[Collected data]
--
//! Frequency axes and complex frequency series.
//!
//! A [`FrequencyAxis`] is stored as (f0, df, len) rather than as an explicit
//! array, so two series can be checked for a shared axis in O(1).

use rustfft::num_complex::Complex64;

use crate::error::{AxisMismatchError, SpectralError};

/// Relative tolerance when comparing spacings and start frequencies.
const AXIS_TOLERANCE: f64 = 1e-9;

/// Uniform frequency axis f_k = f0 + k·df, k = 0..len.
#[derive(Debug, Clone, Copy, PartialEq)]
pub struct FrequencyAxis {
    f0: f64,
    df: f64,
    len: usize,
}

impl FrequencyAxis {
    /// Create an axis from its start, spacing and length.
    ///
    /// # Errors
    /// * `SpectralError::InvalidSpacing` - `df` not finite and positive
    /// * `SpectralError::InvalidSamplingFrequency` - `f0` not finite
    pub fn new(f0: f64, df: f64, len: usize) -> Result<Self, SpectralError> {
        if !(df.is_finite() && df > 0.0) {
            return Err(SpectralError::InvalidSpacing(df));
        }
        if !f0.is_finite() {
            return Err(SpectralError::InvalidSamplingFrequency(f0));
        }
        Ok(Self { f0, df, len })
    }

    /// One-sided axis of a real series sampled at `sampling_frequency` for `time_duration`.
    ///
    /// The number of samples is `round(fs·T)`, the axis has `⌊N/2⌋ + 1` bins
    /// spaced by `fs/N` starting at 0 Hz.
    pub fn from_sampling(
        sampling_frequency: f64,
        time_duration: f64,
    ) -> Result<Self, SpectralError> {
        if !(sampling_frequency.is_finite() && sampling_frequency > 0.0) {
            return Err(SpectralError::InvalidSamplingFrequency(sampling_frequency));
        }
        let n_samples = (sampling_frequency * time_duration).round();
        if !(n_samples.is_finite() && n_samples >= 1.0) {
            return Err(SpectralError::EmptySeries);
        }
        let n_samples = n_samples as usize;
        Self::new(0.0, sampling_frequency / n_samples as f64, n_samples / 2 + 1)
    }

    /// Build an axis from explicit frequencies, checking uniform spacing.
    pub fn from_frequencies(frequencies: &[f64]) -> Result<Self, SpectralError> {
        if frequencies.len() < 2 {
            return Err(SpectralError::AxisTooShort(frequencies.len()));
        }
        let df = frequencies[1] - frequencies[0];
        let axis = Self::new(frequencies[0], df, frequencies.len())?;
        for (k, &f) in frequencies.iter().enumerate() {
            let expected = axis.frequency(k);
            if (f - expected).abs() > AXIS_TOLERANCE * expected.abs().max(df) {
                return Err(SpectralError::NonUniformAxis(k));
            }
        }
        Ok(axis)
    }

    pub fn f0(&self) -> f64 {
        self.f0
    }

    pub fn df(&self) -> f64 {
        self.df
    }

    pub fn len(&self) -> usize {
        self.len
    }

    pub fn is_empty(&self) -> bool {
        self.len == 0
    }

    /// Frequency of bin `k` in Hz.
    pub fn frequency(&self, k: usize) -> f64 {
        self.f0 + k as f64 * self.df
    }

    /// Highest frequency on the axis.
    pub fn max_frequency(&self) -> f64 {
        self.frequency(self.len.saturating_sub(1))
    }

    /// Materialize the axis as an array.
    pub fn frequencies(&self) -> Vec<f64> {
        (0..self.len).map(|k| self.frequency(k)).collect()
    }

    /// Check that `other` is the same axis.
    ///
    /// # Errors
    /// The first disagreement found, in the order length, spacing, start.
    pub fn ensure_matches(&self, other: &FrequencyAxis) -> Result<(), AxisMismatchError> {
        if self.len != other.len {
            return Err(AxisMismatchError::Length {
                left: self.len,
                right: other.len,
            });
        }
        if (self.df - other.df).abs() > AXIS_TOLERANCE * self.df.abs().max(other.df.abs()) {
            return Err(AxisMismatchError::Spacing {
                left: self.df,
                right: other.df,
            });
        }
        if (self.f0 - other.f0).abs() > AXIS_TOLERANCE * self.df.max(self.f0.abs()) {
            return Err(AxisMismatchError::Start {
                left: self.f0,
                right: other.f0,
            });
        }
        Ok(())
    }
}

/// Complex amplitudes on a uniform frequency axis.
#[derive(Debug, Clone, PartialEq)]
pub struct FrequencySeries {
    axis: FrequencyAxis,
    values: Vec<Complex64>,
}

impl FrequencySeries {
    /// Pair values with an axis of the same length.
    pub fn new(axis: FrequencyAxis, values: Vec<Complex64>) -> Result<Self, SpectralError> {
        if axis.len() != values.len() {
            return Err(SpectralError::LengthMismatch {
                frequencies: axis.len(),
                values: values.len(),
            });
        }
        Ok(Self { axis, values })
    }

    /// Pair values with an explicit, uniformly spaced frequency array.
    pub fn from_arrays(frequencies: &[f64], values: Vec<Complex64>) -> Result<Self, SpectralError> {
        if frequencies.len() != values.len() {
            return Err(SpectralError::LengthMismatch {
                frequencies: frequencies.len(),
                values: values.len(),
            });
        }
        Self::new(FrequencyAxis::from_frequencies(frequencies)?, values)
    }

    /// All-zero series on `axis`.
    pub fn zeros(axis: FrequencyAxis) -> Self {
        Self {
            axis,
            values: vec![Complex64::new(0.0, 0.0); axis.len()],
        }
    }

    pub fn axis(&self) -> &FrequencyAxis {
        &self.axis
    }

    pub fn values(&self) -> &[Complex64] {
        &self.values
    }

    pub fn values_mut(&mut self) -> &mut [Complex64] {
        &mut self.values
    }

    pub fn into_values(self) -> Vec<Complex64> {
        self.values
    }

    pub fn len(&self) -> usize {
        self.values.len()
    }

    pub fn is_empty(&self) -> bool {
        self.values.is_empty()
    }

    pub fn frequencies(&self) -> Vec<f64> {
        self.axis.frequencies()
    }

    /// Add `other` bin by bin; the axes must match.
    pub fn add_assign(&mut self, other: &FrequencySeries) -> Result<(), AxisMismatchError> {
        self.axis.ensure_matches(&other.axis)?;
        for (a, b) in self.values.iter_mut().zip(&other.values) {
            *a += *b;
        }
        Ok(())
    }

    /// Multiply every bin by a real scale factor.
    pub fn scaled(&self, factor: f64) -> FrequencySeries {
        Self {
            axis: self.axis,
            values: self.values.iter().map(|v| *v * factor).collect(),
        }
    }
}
--
Take the stretch of lines above from the one containing "self.frequency(self.len.saturating_sub(1))" through the one containing "length, spacing, start." and repeat it exactly, adding no other line.

ANSWER SPACE –
        self.frequency(self.len.saturating_sub(1))
    }

    /// Materialize the axis as an array.
    pub fn frequencies(&self) -> Vec<f64> {
        (0..self.len).map(|k| self.frequency(k)).collect()
    }

    /// Check that `other` is the same axis.
    ///
    /// # Errors
    /// The first disagreement found, in the order length, spacing, start.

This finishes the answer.